No trajeto que percorríamos, eu observava uma paisagem bem diferente da que meus olhos e sentidos estavam habituados. A cidade era silenciosa e como disse fazia muito frio.
Chegamos à rua do nosso destino e o táxi parou bem no nº 30, olhei o prédio. Tinha mais ou menos uns 4 ou 5 pisos com elevador e adentramos por ele. No primeiro piso ficava a portaria que era mantida a portas fechadas onde os encarregad0s se encontravam a disposição para nos orientar e arrumar os apartamentos para as novas hóspedes. Falavam alemão, mas logo viram que éramos brasileiras e passaram para o espanhol. Antes assim, principalmente para mim que não sabia nem um bom dia no idioma deles.
No momento não havia vagas para nós duas, mas no dia seguinte estava garantida a nossa acomodação.
Ainda dentro do prédio eu observava o movimento, via homens entrando e outros saindo, andavam pelos corredores olhando as muheres uma por uma, calados, silenciosos e sem nenhuma expressão estranha em seus semblantes. Tinham uma postura bem natural e se mostravam a vontade. As vezes um leve sorriso.
Bom, a aparência dos homens me agradou na maioria e pensei "humm que delicia de homens" que estava louca para iniciar minha nova posição.
Havia uma grande mistura de etnias, vinham de toda parte do mundo eram italianos, ingleses, portugueses, marroquinos, chineses, egípcios, negros, indianos, japoneses, iranianos, muçulmanos em grande quantidade com a inseparável japamala entre os dedos, bastante soldados da US Army Bases in Germany e de toda europa enfim, em final de semana ali era uma verdadeira Babel.
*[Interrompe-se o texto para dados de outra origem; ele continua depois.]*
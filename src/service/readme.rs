//! README orchestration: serve the cached document while fresh, otherwise
//! fetch from upstream and cache whatever came back.

use crate::cache::{is_valid, README_CACHE_DURATION};
use crate::storage::{ProjectStore, ReadmeStore};
use crate::upstream::Upstream;
use std::sync::Arc;
use tracing::{debug, warn};

#[derive(Clone)]
pub struct ReadmeService {
    projects: ProjectStore,
    readmes: ReadmeStore,
    upstream: Arc<dyn Upstream>,
}

impl ReadmeService {
    pub fn new(projects: ProjectStore, readmes: ReadmeStore, upstream: Arc<dyn Upstream>) -> Self {
        Self {
            projects,
            readmes,
            upstream,
        }
    }

    /// README text for `owner/repo`. Never fails: upstream problems arrive as
    /// placeholder documents and storage problems are logged.
    ///
    /// Only repositories known to the project store get their README cached;
    /// placeholders are cached too so repositories without a README are not
    /// refetched on every request.
    pub async fn get_with_cache(&self, owner: &str, repo: &str) -> String {
        let project = match self.projects.get_by_owner_and_name(owner, repo) {
            Ok(project) => project,
            Err(e) => {
                warn!(owner = %owner, repo = %repo, error = %e, "Project lookup failed, bypassing README cache");
                None
            }
        };

        if let Some(ref project) = project {
            match self.readmes.get(project.id()) {
                Ok(Some(cached)) if is_valid(Some(cached.cache_date), README_CACHE_DURATION) => {
                    if let Some(text) = cached.readme.filter(|text| !text.is_empty()) {
                        debug!(owner = %owner, repo = %repo, "README cache hit");
                        return text;
                    }
                }
                Ok(_) => {}
                Err(e) => {
                    warn!(owner = %owner, repo = %repo, error = %e, "README cache read failed");
                }
            }
        }

        let readme = self.upstream.fetch_readme(owner, repo).await;

        if let Some(project) = project {
            if let Err(e) = self.readmes.upsert(project.id(), &readme) {
                warn!(owner = %owner, repo = %repo, error = %e, "Failed to cache README");
            }
        }

        readme
    }
}

#[cfg(test)]
mod tests {
    use super::*;
    use crate::service::testing::{repo, FakeUpstream};
    use crate::storage::Database;

    struct Fixture {
        db: Database,
        projects: ProjectStore,
        readmes: ReadmeStore,
        upstream: Arc<FakeUpstream>,
        service: ReadmeService,
    }

    fn fixture() -> Fixture {
        let db = Database::open_in_memory().unwrap();
        let projects = ProjectStore::new(db.clone());
        let readmes = ReadmeStore::new(db.clone());
        let upstream = Arc::new(FakeUpstream::default());
        let service = ReadmeService::new(projects.clone(), readmes.clone(), upstream.clone());
        Fixture {
            db,
            projects,
            readmes,
            upstream,
            service,
        }
    }

    #[tokio::test]
    async fn test_second_call_within_window_uses_cache() {
        let f = fixture();
        f.projects.create(&repo("1", "alpha", 10)).unwrap();

        let first = f.service.get_with_cache("octo", "alpha").await;
        let second = f.service.get_with_cache("octo", "alpha").await;

        assert_eq!(first, second);
        assert_eq!(f.upstream.readme_calls(), 1);
        assert_eq!(f.readmes.get("1").unwrap().unwrap().readme.as_deref(), Some(first.as_str()));
    }

    #[tokio::test]
    async fn test_unknown_project_is_never_cached() {
        let f = fixture();

        f.service.get_with_cache("someone", "elsewhere").await;
        f.service.get_with_cache("someone", "elsewhere").await;

        assert_eq!(f.upstream.readme_calls(), 2);
    }

    #[tokio::test]
    async fn test_expired_cache_is_refetched_and_overwritten() {
        let f = fixture();
        f.projects.create(&repo("1", "alpha", 10)).unwrap();
        f.readmes.upsert("1", "# stale copy").unwrap();
        f.db.with_conn(|conn| {
            conn.execute(
                "UPDATE readme_cache SET cache_date = '2020-01-01 00:00:00+00:00' WHERE project_id = '1'",
                [],
            )?;
            Ok(())
        })
        .unwrap();

        let text = f.service.get_with_cache("octo", "alpha").await;

        assert_eq!(f.upstream.readme_calls(), 1);
        assert_ne!(text, "# stale copy");
        let cached = f.readmes.get("1").unwrap().unwrap();
        assert_eq!(cached.readme.as_deref(), Some(text.as_str()));
        assert!(is_valid(Some(cached.cache_date), README_CACHE_DURATION));
    }

    #[tokio::test]
    async fn test_empty_cached_text_is_refetched() {
        let f = fixture();
        f.projects.create(&repo("1", "alpha", 10)).unwrap();
        f.readmes.upsert("1", "").unwrap();

        let text = f.service.get_with_cache("octo", "alpha").await;

        assert_eq!(f.upstream.readme_calls(), 1);
        assert!(!text.is_empty());
    }
}
//! Trending orchestration over the project cache
//!
//! A trending request is served from the local store whenever it holds
//! enough matching rows. Stale rows are refreshed in one bulk search, and a
//! short result set is backfilled from upstream. Upstream failures only reach
//! the caller when there is nothing cached to fall back on.

use super::ReadmeService;
use crate::cache::{is_valid_at, PROJECT_CACHE_DURATION};
use crate::models::{Project, ProjectWithReadme};
use crate::storage::ProjectStore;
use crate::upstream::{no_readme, TimeWindow, Upstream};
use crate::Result;
use chrono::{DateTime, Utc};
use std::collections::HashSet;
use std::sync::Arc;
use tracing::{debug, error, info, warn};

/// Rows examined for staleness, and results requested for a bulk refresh
pub const SCAN_LIMIT: usize = 50;

#[derive(Clone)]
pub struct TrendingService {
    projects: ProjectStore,
    readmes: ReadmeService,
    upstream: Arc<dyn Upstream>,
}

impl TrendingService {
    pub fn new(projects: ProjectStore, readmes: ReadmeService, upstream: Arc<dyn Upstream>) -> Self {
        Self {
            projects,
            readmes,
            upstream,
        }
    }

    /// Up to `count` trending projects for `language` (empty means any)
    /// created within `window`, each with its README attached.
    pub async fn get_with_cache(
        &self,
        language: &str,
        window: TimeWindow,
        count: usize,
    ) -> Result<Vec<ProjectWithReadme>> {
        let language = language.trim();
        let now = Utc::now();
        let created_after = window.created_after(now);

        let candidates = self.projects.filtered(language, created_after, SCAN_LIMIT)?;
        let stale = stale_project_ids(&candidates, now);
        if !stale.is_empty() {
            self.refresh_stale_projects(language, window, &stale).await;
        }

        let available = self.projects.filtered(language, created_after, count)?;
        if available.len() >= count {
            debug!(language = %language, time_window = %window, count = count, "Serving trending from cache");
            return Ok(self.attach_readmes(available).await);
        }

        info!(
            language = %language,
            time_window = %window,
            cached = available.len(),
            wanted = count,
            "Not enough cached projects, backfilling from GitHub"
        );

        match self.upstream.search(language, window, count).await {
            Ok(outcome) => {
                for repo in &outcome.repos {
                    if let Err(e) = self.projects.create_or_update(repo) {
                        warn!(id = %repo.id, name = %repo.name, error = %e, "Failed to store backfilled project");
                    }
                }
                let rows = self.projects.filtered(language, created_after, count)?;
                Ok(self.attach_readmes(rows).await)
            }
            Err(e) if !available.is_empty() => {
                warn!(
                    language = %language,
                    time_window = %window,
                    error = %e,
                    "Backfill failed, returning {} cached projects",
                    available.len()
                );
                Ok(self.attach_readmes(available).await)
            }
            Err(e) => {
                error!(language = %language, time_window = %window, error = %e, "Backfill failed with nothing cached");
                Err(e.into())
            }
        }
    }

    /// Refresh rows in `stale` from a single upstream search.
    ///
    /// Returns the ids that were overwritten. Rows the search did not return
    /// stay as they are; failures are logged and yield an empty set.
    pub async fn refresh_stale_projects(
        &self,
        language: &str,
        window: TimeWindow,
        stale: &HashSet<String>,
    ) -> HashSet<String> {
        info!(language = %language, time_window = %window, stale = stale.len(), "Refreshing stale projects");

        let outcome = match self.upstream.search(language, window, SCAN_LIMIT).await {
            Ok(outcome) => outcome,
            Err(e) => {
                warn!(language = %language, time_window = %window, error = %e, "Stale refresh failed, keeping cached data");
                return HashSet::new();
            }
        };

        let mut refreshed = HashSet::new();
        for repo in outcome.repos.iter().filter(|r| stale.contains(&r.id)) {
            match self.projects.update(&repo.id, repo) {
                Ok(Some(_)) => {
                    refreshed.insert(repo.id.clone());
                }
                Ok(None) => debug!(id = %repo.id, "Stale project vanished before refresh"),
                Err(e) => warn!(id = %repo.id, error = %e, "Failed to refresh project"),
            }
        }

        debug!(refreshed = refreshed.len(), "Stale refresh complete");
        refreshed
    }

    async fn attach_readmes(&self, projects: Vec<Project>) -> Vec<ProjectWithReadme> {
        let mut out = Vec::with_capacity(projects.len());
        for project in projects {
            let readme = match project.owner_login() {
                Some(owner) => self.readmes.get_with_cache(owner, project.name()).await,
                None => no_readme(project.name()),
            };
            out.push(ProjectWithReadme::new(project, readme));
        }
        out
    }
}

/// Ids of projects whose cache date falls outside the project validity window
pub fn stale_project_ids(projects: &[Project], now: DateTime<Utc>) -> HashSet<String> {
    projects
        .iter()
        .filter(|p| !is_valid_at(p.cache_date, PROJECT_CACHE_DURATION, now))
        .map(|p| p.id().to_string())
        .collect()
}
E eu estava curiosa para começar logo e iria me transformar numa prostituta em breve, numa puta que gosta de sexo e que goza pra valer.
Me falaram que eu não precisava gozar, mas ser muito gentil, sensual e fogosa que eles adoram e se sentem mais estimulados mas, se gozar também vai agradar mais ainda.
Logo fiquei sabendo que o tempo com eles era no mínimo 15 minutos e no máximo até 30, sem necessidade de tirar toda a roupa que podia ser um colant (tipo maiô) erótico, calcinha e soutien charmosos em renda e bordados, cinta liga, sapatos de salto, algumas usavam botinhas, cabelos lavados e sedosos, um leve perfume (já imaginou uma puta sem perfume?).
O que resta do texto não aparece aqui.